Action item. Please return only the lines from the one holding "let json = fs::read_to_string(path).map_err(|e|" through the one holding "let position = guard", exactly as they appear in the records below, both ends included.

Input.
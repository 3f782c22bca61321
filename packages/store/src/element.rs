//! The tagged element held by a store slot.

use std::fmt;

use xrt_text::{WideStr, WideString};

/// An owned value in a store slot.
///
/// The tag records how the value was inserted, so a string slot can never be
/// read back as a generic payload or the other way round.
#[derive(Debug, Clone, PartialEq, Eq, Hash)]
pub enum Element<T> {
    /// A generic payload from [`IndexedStore::insert`](crate::IndexedStore::insert).
    Value(T),
    /// A narrow string from `str_insert`.
    Str(String),
    /// A wide string from `wstr_insert`.
    Wide(WideString),
}

#[derive(Debug, Clone, Copy, PartialEq, Eq, Hash)]
pub enum ElementKind {
    Value,
    Str,
    Wide,
}

impl fmt::Display for ElementKind {
    fn fmt(&self, f: &mut fmt::Formatter<'_>) -> fmt::Result {
        f.pad(match self {
            ElementKind::Value => "value",
            ElementKind::Str => "string",
            ElementKind::Wide => "wide string",
        })
    }
}

impl<T> Element<T> {
    pub fn kind(&self) -> ElementKind {
        match self {
            Element::Value(_) => ElementKind::Value,
            Element::Str(_) => ElementKind::Str,
            Element::Wide(_) => ElementKind::Wide,
        }
    }

    pub fn as_value(&self) -> Option<&T> {
        match self {
            Element::Value(v) => Some(v),
            _ => None,
        }
    }

    pub fn as_str(&self) -> Option<&str> {
        match self {
            Element::Str(s) => Some(s.as_str()),
            _ => None,
        }
    }

    pub fn as_wide(&self) -> Option<&WideStr> {
        match self {
            Element::Wide(s) => Some(s.as_wide_str()),
            _ => None,
        }
    }

    pub fn into_value(self) -> Option<T> {
        match self {
            Element::Value(v) => Some(v),
            _ => None,
        }
    }
}

#[cfg(test)]
mod tests {
    use super::*;

    #[test]
    fn accessors_respect_tag() {
        let value: Element<u8> = Element::Value(7);
        assert_eq!(value.kind(), ElementKind::Value);
        assert_eq!(value.as_value(), Some(&7));
        assert_eq!(value.as_str(), None);
        assert_eq!(value.into_value(), Some(7));

        let s: Element<u8> = Element::Str("abc".to_string());
        assert_eq!(s.as_str(), Some("abc"));
        assert!(s.as_value().is_none());
        assert!(s.as_wide().is_none());
        assert_eq!(s.into_value(), None);

        let w: Element<u8> = Element::Wide(WideString::from("wide"));
        assert_eq!(w.kind().to_string(), "wide string");
        assert_eq!(w.as_wide().map(|s| s.len()), Some(4));
    }
}
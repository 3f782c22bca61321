use std::fs::{self, File};
use std::io::Write;
use std::path::Path;

use bytes::Bytes;
use tracing::{info, warn};
use xrt_store::{ElementKind, IndexedStore, StoreConfig, StoreGuard};
use xrt_sys::io::read_stream;
use xrt_sys::locale::{set_locale, Category};
use xrt_sys::search::{search_dir, SearchMode};
use xrt_sys::SysError;
use xrt_text::{case as text_case, formatted_len, formatted_wide_len, WideString};

use crate::CliError;

#[derive(Debug, Clone, Copy, PartialEq, Eq)]
pub enum CaseMode {
    Lower,
    Upper,
    Ascii,
}

pub(crate) fn locale(out: &mut impl Write, name: Option<&str>, category: &str) -> Result<(), CliError> {
    let category: Category = category.parse()?;
    let active = set_locale(category, name)?;
    writeln!(out, "{category}: {active}")?;
    Ok(())
}

pub(crate) fn format_len(out: &mut impl Write, text: &str) -> Result<(), CliError> {
    let bytes = formatted_len(format_args!("{text}")).map_err(SysError::from)?;
    let chars = formatted_wide_len(format_args!("{text}")).map_err(SysError::from)?;
    writeln!(out, "bytes: {bytes}")?;
    writeln!(out, "chars: {chars}")?;
    Ok(())
}

pub(crate) fn cat(out: &mut impl Write, path: &Path) -> Result<(), CliError> {
    let mut file = File::open(path)
        .map_err(|e| SysError::Io {
            context: format!("opening {}", path.display()),
            source: e,
        })?;
    let data = read_stream(&mut file)?;
    out.write_all(&data)?;
    Ok(())
}

pub(crate) fn run(command: &str) -> Result<i32, CliError> {
    let code = xrt_sys::run_shell(command)?;
    info!(command, code, "command exited");
    Ok(code)
}

pub(crate) fn case(out: &mut impl Write, mode: CaseMode, wide: bool, text: &str) -> Result<(), CliError> {
    let converted = if wide {
        let w = WideString::from(text);
        let folded = match mode {
            CaseMode::Lower => text_case::wide_to_lower(&w),
            CaseMode::Upper => text_case::wide_to_upper(&w),
            CaseMode::Ascii => text_case::wide_to_ascii(&w),
        };
        folded.try_to_string().map_err(SysError::from)?
    } else {
        match mode {
            CaseMode::Lower => text_case::to_lower(text),
            CaseMode::Upper => text_case::to_upper(text),
            CaseMode::Ascii => text_case::to_ascii(text),
        }
    };
    writeln!(out, "{converted}")?;
    Ok(())
}

pub(crate) fn search(out: &mut impl Write, dir: &Path, pattern: &str, regex: bool) -> Result<(), CliError> {
    let mode = if regex { SearchMode::Regex } else { SearchMode::Exact };
    for name in search_dir(dir, pattern, mode)? {
        writeln!(out, "{name}")?;
    }
    Ok(())
}

fn load_config(path: Option<&Path>) -> Result<StoreConfig, CliError> {
    match path {
        Some(path) => {
            let json = fs::read_to_string(path).map_err(|e| SysError::Io {
                context: format!("reading {}", path.display()),
                source: e,
            })?;
            Ok(StoreConfig::from_json(&json)?)
        }
        None => Ok(StoreConfig::from_env()?),
    }
}

/// Store `data` followed by its path. If the path cannot be indexed the data
/// slot is erased again, so no value is left without its path.
fn insert_file(guard: &mut StoreGuard<'_, Bytes>, data: Bytes, path: &Path) -> Result<usize, CliError> {
    let position = guard
        .insert_locked(data)
        .map_err(|rejected| rejected.into_parts().1)?;
    if let Err(err) = guard.str_insert_locked(&path.display().to_string()) {
        guard.erase_locked(position);
        return Err(err.into());
    }
    Ok(position)
}

/// Read each file into the store and index its path as a string.
///
/// Files that cannot be read are reported and skipped.
pub(crate) fn collect(
    out: &mut impl Write,
    paths: &[std::path::PathBuf],
    config: Option<&Path>,
) -> Result<(), CliError> {
    let store: IndexedStore<Bytes> = IndexedStore::with_config(load_config(config)?);

    for path in paths {
        let data = match File::open(path)
            .map_err(|e| SysError::Io {
                context: format!("opening {}", path.display()),
                source: e,
            })
            .and_then(|mut file| read_stream(&mut file))
        {
            Ok(data) => data,
            Err(err) => {
                warn!(path = %path.display(), %err, "skipping file");
                writeln!(out, "skipped {}: {err}", path.display())?;
                continue;
            }
        };

        // One lock for both inserts keeps the pair adjacent.
        insert_file(&mut store.lock(), data, path)?;
    }

    {
        let guard = store.lock();
        for (position, element) in guard.iter() {
            match element.kind() {
                ElementKind::Value => {
                    let size = element.as_value().map_or(0, Bytes::len);
                    writeln!(out, "{position:>4}  {:<6}  {size} bytes", element.kind())?;
                }
                _ => {
                    let name = element.as_str().unwrap_or_default();
                    writeln!(out, "{position:>4}  {:<6}  {name}", element.kind())?;
                }
            }
        }
        writeln!(
            out,
            "{} slots, {} paths, capacity {}",
            guard.len(),
            guard.str_len(),
            guard.capacity()
        )?;
    }

    let freed = store.destroy();
    info!(freed, "released store");
    Ok(())
}
//! Server-side implementation of wlr-foreign-toplevel-management.
//!
//! The compositor owns a [`ForeignToplevelManagerState`] plus one
//! [`ForeignToplevelHandle`] per mapped window. Property changes fan out to
//! every bound client's handle, terminated by one batched done event per
//! event-loop turn. Client requests never mutate state directly; they reach
//! the compositor as intents through [`ForeignToplevelHandler`].

mod handle;
mod manager;
pub mod protocol;

pub use handle::{ForeignToplevelHandle, GtkShell1Properties, KdeAppMenu, ToplevelState};
pub use manager::{
    ForeignToplevelGlobalData, ForeignToplevelHandler, ForeignToplevelManagerState,
    on_output_bound, on_output_destroyed,
};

Exercise result.
            let json = fs::read_to_string(path).map_err(|e| SysError::Io {
                context: format!("reading {}", path.display()),
                source: e,
            })?;
            Ok(StoreConfig::from_json(&json)?)
        }
        None => Ok(StoreConfig::from_env()?),
    }
}

/// Store `data` followed by its path. If the path cannot be indexed the data
/// slot is erased again, so no value is left without its path.
fn insert_file(guard: &mut StoreGuard<'_, Bytes>, data: Bytes, path: &Path) -> Result<usize, CliError> {
    let position = guard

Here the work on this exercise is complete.